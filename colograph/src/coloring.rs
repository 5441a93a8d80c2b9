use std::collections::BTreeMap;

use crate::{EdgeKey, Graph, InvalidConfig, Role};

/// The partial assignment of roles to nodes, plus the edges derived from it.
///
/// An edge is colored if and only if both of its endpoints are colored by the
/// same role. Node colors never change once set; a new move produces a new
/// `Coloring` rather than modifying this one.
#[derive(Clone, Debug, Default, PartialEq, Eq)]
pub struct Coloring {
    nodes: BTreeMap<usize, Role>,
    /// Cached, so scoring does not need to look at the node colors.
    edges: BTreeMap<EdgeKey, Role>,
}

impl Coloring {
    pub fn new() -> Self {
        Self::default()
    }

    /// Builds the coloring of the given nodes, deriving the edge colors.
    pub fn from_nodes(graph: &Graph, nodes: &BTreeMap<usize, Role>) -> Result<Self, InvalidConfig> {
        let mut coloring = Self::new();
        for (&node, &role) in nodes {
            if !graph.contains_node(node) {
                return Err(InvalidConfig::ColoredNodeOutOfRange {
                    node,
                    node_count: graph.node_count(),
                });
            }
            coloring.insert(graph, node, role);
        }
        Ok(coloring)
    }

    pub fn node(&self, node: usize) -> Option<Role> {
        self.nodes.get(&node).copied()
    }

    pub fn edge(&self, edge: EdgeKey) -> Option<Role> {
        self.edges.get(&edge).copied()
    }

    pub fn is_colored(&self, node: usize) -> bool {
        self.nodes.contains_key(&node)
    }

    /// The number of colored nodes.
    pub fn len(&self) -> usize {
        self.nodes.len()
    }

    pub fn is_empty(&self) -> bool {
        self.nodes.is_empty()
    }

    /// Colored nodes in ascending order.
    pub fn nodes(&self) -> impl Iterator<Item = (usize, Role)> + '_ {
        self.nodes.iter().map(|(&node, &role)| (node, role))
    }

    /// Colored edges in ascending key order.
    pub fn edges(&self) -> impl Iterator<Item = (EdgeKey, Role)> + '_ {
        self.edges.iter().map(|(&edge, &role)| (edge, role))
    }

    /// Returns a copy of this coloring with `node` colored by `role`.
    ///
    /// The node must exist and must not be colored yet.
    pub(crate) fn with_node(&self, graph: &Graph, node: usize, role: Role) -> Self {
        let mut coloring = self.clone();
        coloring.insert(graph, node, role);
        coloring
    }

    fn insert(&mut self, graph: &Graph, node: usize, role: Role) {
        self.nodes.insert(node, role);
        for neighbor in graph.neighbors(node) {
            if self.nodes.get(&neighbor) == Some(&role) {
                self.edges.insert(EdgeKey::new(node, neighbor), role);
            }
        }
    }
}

▶ _The task_: Each line above must be reproduced exactly.

▶ _Solved problem_:
filename colograph/src/coloring.rs
repository 5441a93a8d80c2b9
use std::collections::BTreeMap;

use crate::{EdgeKey, Graph, InvalidConfig, Role};

/// The partial assignment of roles to nodes, plus the edges derived from it.
///
/// An edge is colored if and only if both of its endpoints are colored by the
/// same role. Node colors never change once set; a new move produces a new
/// `Coloring` rather than modifying this one.
#[derive(Clone, Debug, Default, PartialEq, Eq)]
pub struct Coloring {
    nodes: BTreeMap<usize, Role>,
    /// Cached, so scoring does not need to look at the node colors.
    edges: BTreeMap<EdgeKey, Role>,
}

impl Coloring {
    pub fn new() -> Self {
        Self::default()
    }

    /// Builds the coloring of the given nodes, deriving the edge colors.
    pub fn from_nodes(graph: &Graph, nodes: &BTreeMap<usize, Role>) -> Result<Self, InvalidConfig> {
        let mut coloring = Self::new();
        for (&node, &role) in nodes {
            if !graph.contains_node(node) {
                return Err(InvalidConfig::ColoredNodeOutOfRange {
                    node,
                    node_count: graph.node_count(),
                });
            }
            coloring.insert(graph, node, role);
        }
        Ok(coloring)
    }

    pub fn node(&self, node: usize) -> Option<Role> {
        self.nodes.get(&node).copied()
    }

    pub fn edge(&self, edge: EdgeKey) -> Option<Role> {
        self.edges.get(&edge).copied()
    }

    pub fn is_colored(&self, node: usize) -> bool {
        self.nodes.contains_key(&node)
    }

    /// The number of colored nodes.
    pub fn len(&self) -> usize {
        self.nodes.len()
    }

    pub fn is_empty(&self) -> bool {
        self.nodes.is_empty()
    }

    /// Colored nodes in ascending order.
    pub fn nodes(&self) -> impl Iterator<Item = (usize, Role)> + '_ {
        self.nodes.iter().map(|(&node, &role)| (node, role))
    }

    /// Colored edges in ascending key order.
    pub fn edges(&self) -> impl Iterator<Item = (EdgeKey, Role)> + '_ {
        self.edges.iter().map(|(&edge, &role)| (edge, role))
    }

    /// Returns a copy of this coloring with `node` colored by `role`.
    ///
    /// The node must exist and must not be colored yet.
    pub(crate) fn with_node(&self, graph: &Graph, node: usize, role: Role) -> Self {
        let mut coloring = self.clone();
        coloring.insert(graph, node, role);
        coloring
    }

    fn insert(&mut self, graph: &Graph, node: usize, role: Role) {
        self.nodes.insert(node, role);
        for neighbor in graph.neighbors(node) {
            if self.nodes.get(&neighbor) == Some(&role) {
                self.edges.insert(EdgeKey::new(node, neighbor), role);
            }
        }
    }
}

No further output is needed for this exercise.